Grid-friendly pricing mechanism for peer-to-peer energy sharing market diffusion in communities

Abstract

As a novel trading mode, the peer-to-peer (P2P) energy market cannot be accepted by the end-users immediately. There is an adoption process before all the energy prosumers participate in the P2P trading market. Therefore, we first employ a generalized Bass model to depict the P2P energy market diffusion process in the communities. Since the P2P market is still in the diffusion stage, we develop a hybrid P2P energy market consisting of traditional pool-based and P2P trading modes. Then, we establish the cost minimization models of energy prosumers, community managers, and system operators to analyze the market equilibrium in such a hybrid P2P energy market. The dynamic network usage costs are included in the system operator’s model to guarantee the market operation considering the heterogeneous prosumers.
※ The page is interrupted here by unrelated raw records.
//! The client-side state machine driving join, sync, train and upload.

use std::fmt::{self, Display};

use log::{debug, info};
use protocol::{Contract, TrainingMetadata, UploadAck, UploadRequest};

use crate::{
    api::ServerApi,
    data::Dataset,
    error::{ClientErr, Result},
    store::{SessionStore, StoredContract, TrainingResult},
    trainer::LocalTrainer,
};

/// Where the session stands inside one round.
#[derive(Debug, Clone, Copy, PartialEq, Eq)]
pub enum Phase {
    Unjoined,
    Joined,
    ConfigSynced,
    Trained,
    Uploaded,
}

impl Display for Phase {
    fn fmt(&self, f: &mut fmt::Formatter<'_>) -> fmt::Result {
        let s = match self {
            Phase::Unjoined => "unjoined",
            Phase::Joined => "joined",
            Phase::ConfigSynced => "config-synced",
            Phase::Trained => "trained",
            Phase::Uploaded => "uploaded",
        };
        f.write_str(s)
    }
}

/// One client's view of the round protocol.
///
/// Transitions: join takes any phase to `Joined`; sync takes any phase with
/// a known join code to `ConfigSynced`; train requires `Joined` or
/// `ConfigSynced`; upload requires `Trained`. Training again after an
/// upload therefore forces a fresh sync first, so the next local round
/// never starts from a pre-aggregation global vector.
///
/// The phase is rebuilt from the persisted files on construction, which is
/// what lets each CLI invocation pick up where the previous one stopped.
pub struct ClientSession {
    api: ServerApi,
    store: SessionStore,
    phase: Phase,
    join_code: Option<String>,
    client_id: Option<String>,
    contract: Option<Contract>,
}

impl ClientSession {
    /// Opens a session, restoring contract, identity and phase from the
    /// store.
    ///
    /// A persisted result counts as `Trained` only when it was produced for
    /// the persisted contract's round; a result left over from an earlier
    /// round restores as `Joined`, forcing a fresh train before upload.
    pub fn open(api: ServerApi, store: SessionStore) -> Result<Self> {
        let stored = store.load_contract()?;
        let result = store.load_result()?;

        let mut session = Self {
            api,
            store,
            phase: Phase::Unjoined,
            join_code: None,
            client_id: None,
            contract: None,
        };

        if let Some(StoredContract {
            join_code,
            client_id,
            contract,
        }) = stored
        {
            let trained = result
                .as_ref()
                .is_some_and(|r| r.round_id == contract.round_id);
            session.phase = if trained { Phase::Trained } else { Phase::Joined };
            session.join_code = Some(join_code);
            session.client_id = Some(client_id);
            session.contract = Some(contract);

            debug!(phase = session.phase.to_string().as_str(); "restored session from disk");
        }

        Ok(session)
    }

    pub fn phase(&self) -> Phase {
        self.phase
    }

    pub fn contract(&self) -> Option<&Contract> {
        self.contract.as_ref()
    }

    /// Joins a round and persists the received contract.
    pub async fn join(&mut self, join_code: &str, client_identity: &str) -> Result<&Contract> {
        let contract = self.api.join(join_code, client_identity).await?;
        info!(round = contract.round_id; "joined round");

        self.store.save_contract(&StoredContract {
            join_code: join_code.to_string(),
            client_id: client_identity.to_string(),
            contract: contract.clone(),
        })?;

        self.join_code = Some(join_code.to_string());
        self.client_id = Some(client_identity.to_string());
        self.phase = Phase::Joined;

        Ok(self.contract.insert(contract))
    }

    /// Refreshes the contract in place from the coordinator.
    ///
    /// # Errors
    /// Fails with `MissingJoinCode` if the session never joined.
    pub async fn sync(&mut self) -> Result<&Contract> {
        let join_code = self.join_code.clone().ok_or(ClientErr::MissingJoinCode)?;
        let client_id = self.client_id.clone().ok_or(ClientErr::MissingJoinCode)?;

        let contract = self.api.sync(&join_code).await?;
        info!(round = contract.round_id; "synced contract");

        self.store.save_contract(&StoredContract {
            join_code,
            client_id,
            contract: contract.clone(),
        })?;

        self.phase = Phase::ConfigSynced;

        Ok(self.contract.insert(contract))
    }

    /// Runs the local trainer against the current contract and persists the
    /// result for upload.
    ///
    /// # Errors
    /// Fails with `InvalidState` unless the session is `Joined` or
    /// `ConfigSynced`; a session that already uploaded must sync first so
    /// it trains from the post-aggregation vector.
    pub fn train(
        &mut self,
        trainer: &mut dyn LocalTrainer,
        dataset: &Dataset,
    ) -> Result<TrainingMetadata> {
        if !matches!(self.phase, Phase::Joined | Phase::ConfigSynced) {
            return Err(ClientErr::InvalidState {
                operation: "train",
                phase: self.phase,
            });
        }

        let contract = self.contract.as_ref().ok_or(ClientErr::MissingContract)?;
        let outcome = trainer.train(contract, dataset)?;

        if outcome.update.len() != contract.model.total_len() {
            return Err(ClientErr::Codec(protocol::CodecErr::ShapeMismatch {
                got: outcome.update.len(),
                expected: contract.model.total_len(),
            }));
        }

        let result = TrainingResult {
            round_id: contract.round_id,
            model_update: outcome.update,
            metadata: outcome.metadata,
        };
        self.store.save_result(&result)?;

        info!(
            round = result.round_id,
            accuracy = result.metadata.accuracy;
            "training finished"
        );
        self.phase = Phase::Trained;

        Ok(result.metadata)
    }

    /// Sends the persisted training result to the coordinator.
    ///
    /// # Errors
    /// Fails with `InvalidState` unless the session is `Trained`.
    pub async fn upload(&mut self) -> Result<UploadAck> {
        if self.phase != Phase::Trained {
            return Err(ClientErr::InvalidState {
                operation: "upload",
                phase: self.phase,
            });
        }

        let client_id = self.client_id.clone().ok_or(ClientErr::MissingJoinCode)?;
        let result = self.store.load_result()?.ok_or(ClientErr::MissingResult)?;

        let ack = self
            .api
            .upload(&UploadRequest {
                client_id,
                round_id: result.round_id,
                model_update: result.model_update,
                training_metadata: result.metadata,
            })
            .await?;

        if ack.current_round > result.round_id {
            info!(
                uploaded_for = result.round_id,
                current = ack.current_round;
                "round advanced, sync before training again"
            );
        }

        self.phase = Phase::Uploaded;
        Ok(ack)
    }
}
Finally, we propose a hybrid market-clearing method consisting of deep reinforcement learning and optimization algorithms. We model the generalized Bass model as an equivalent Markov process. The community manager and system operator can learn the near-optimal prices in their Markov decision processes with prosumers’ partial information. Numerical simulations demonstrate that the Markovian Bass model describes the P2P market adoption process precisely. The trading and network usage prices with and without considering the P2P energy market diffusion are compared and analyzed.